I really enjoy bitching about things…

This morning, I find myself with a touch of writer’s block. When that happens, I often go to my original Google version of this blog to find inspiration. I did write a few posts on the old blog that are chestnuts… or evergreen… or whatever. At the very least, I can find book reviews that I can repost, although I’m slowly running out of those.

I am working on reading a book right now, but as usual, I keep falling asleep before I can make too much progress. I probably should invest in a chair for reading, rather than reading in bed. Nowadays, I drop off at the drop of a hat if I’m lying down and comfortable. I have really excellent Comphy sheets on my bed, too, which makes for prime sleeping conditions. I don’t work for the company or get any kickbacks. I just really like the sheets, which I discovered on a visit to a B&B in Goshen, Virginia.

ETA: Many apologies, since I have already bitched about this particular complaint on the new blog… the original re-run repost is not exactly the same as this one, but it does include the same screenshots and basic story. Oh well. Maybe I’ll think of something totally fresh later.

Anyway, I came across a rant I wrote back in the summer of 2017. Looking back, that summer was pretty traumatic for a number of reasons. It wasn’t as bad as the summer of 2014, but it was a pretty tough time. One day, I got irritated because some guy, long gone from my friends list, had shared a fake meme. I wrote a post bitching about it. Note– the post was not specifically about the guy, it was about the practice of sharing falsely attributed memes. A lot of people don’t care that the deep thoughts they share on social media are bullshit. Some have rationalized that it’s the thought that counts, not the person who came up with the thought. Personally, I vehemently disagree. Especially when people falsely attribute things to the late George Carlin, who is one of my idols and whose wisdom has gotten me through some shit.

No… George never said this. And you shouldn’t imply that he did.

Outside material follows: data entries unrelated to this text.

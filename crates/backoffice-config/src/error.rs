//! Configuration error types.

/// Result type alias for config operations.
pub type Result<T> = std::result::Result<T, ConfigError>;

/// Errors that can occur while loading or saving configuration.
#[derive(Debug, thiserror::Error)]
pub enum ConfigError {
    /// Failed to read a config file.
    #[error("failed to read config file '{path}': {source}")]
    ReadFile {
        path: String,
        source: std::io::Error,
    },

    /// Failed to write a config file.
    #[error("failed to write config file '{path}': {source}")]
    WriteFile {
        path: String,
        source: std::io::Error,
    },

    /// Failed to parse or emit YAML.
    #[error("failed to parse YAML config: {0}")]
    ParseYaml(String),

    /// Other error.
    #[error("{0}")]
    Other(String),
}
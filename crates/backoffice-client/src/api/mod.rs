//! API endpoint implementations.

mod auth;
mod roles;
mod users;

pub use auth::AuthApi;
pub use roles::RolesApi;
pub use users::{UserQuery, UsersApi};

use crate::error::{Error, Result};

/// Check that `id` fits in one path segment.
///
/// Empty IDs and IDs carrying `/`, `?` or `#` are rejected, since they would
/// address a different resource than the one named.
pub fn validate_id(id: &str) -> Result<&str> {
    if id.is_empty() || id.contains(['/', '?', '#']) {
        return Err(Error::InvalidId(id.to_string()));
    }
    Ok(id)
}

/// `/<collection>/<id>` for a validated ID.
pub(crate) fn resource_path(collection: &str, id: &str) -> Result<String> {
    Ok(format!("/{}/{}", collection, validate_id(id)?))
}

#[cfg(test)]
mod tests {
    use super::*;

    #[test]
    fn test_validate_id() {
        assert_eq!(validate_id("42").unwrap(), "42");
        assert_eq!(validate_id("a-b_c.d").unwrap(), "a-b_c.d");
        for bad in ["", "42/x", "42?admin=1", "42#frag", "../roles"] {
            assert!(matches!(validate_id(bad), Err(Error::InvalidId(_))), "{bad}");
        }
        assert_eq!(resource_path("users", "42").unwrap(), "/users/42");
    }
}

The guy who had inspired my rant shared the above meme, with the comment “Carlin pulled no punches.” I kept seeing this meme on my timeline and it annoyed me. So I decided to write about it. Former friend read the vent and got pissed off at me. He left a nasty comment on my OH Facebook page and blocked me. Then, he posted the article on his page and I soon had a bunch of right wing mental giants from the Deep South hitting my blog, racking up ad revenue. A mutual friend sent me a private message letting me know that he was riling up all his Trump supporting friends over this vent. From my original post:

Both times I’ve seen this meme featuring George Carlin, I’ve hidden it.  Why?  Because I am very certain that George Carlin never said this.  It pisses me off when people put words in George’s mouth, especially since he’s dead.  I loved and respected his work and I’m absolutely sure he never would have said anything like this.  Carlin’s comedy celebrated obstruction and fighting the establishment.  He was a champion of resistance and bucking authority.  It’s wrong to attribute these words to him or to insinuate that he said them by using his picture with someone else’s words.

Even if I agreed wholeheartedly with this meme’s sentiment, which I don’t, I would not agree that it’s okay to claim that these are George Carlin’s words, especially when there is ample evidence that they aren’t.

I went looking to see if Carlin had, indeed, said this. I found evidence that, apparently, GMTA. Morgan Freeman supposedly said it, too.

Hmmm… naw, I don’t think Morgan said it, either.

I went on to explain why this practice irritates me so much. From my old blog:

I’m sure many people think I’m being anal retentive about this issue.  They wonder what the harm is, especially since so many folks seem to think this is a good thought.  Well, I’ll tell you what the harm is.  The harm is that George Carlin and Morgan Freeman are legends, but they are (or were) also people.  A person has the right to free expression and freedom from being used to promote someone else’s agenda without their permission.  My guess is that people make these memes because they think Carlin or Freeman have the right persona to drive home this particular sentiment.  But what right does one person have to use another person like that, even if the person being used is (or was) famous?  And even if the person posting the fake meme is simply being a provocateur? 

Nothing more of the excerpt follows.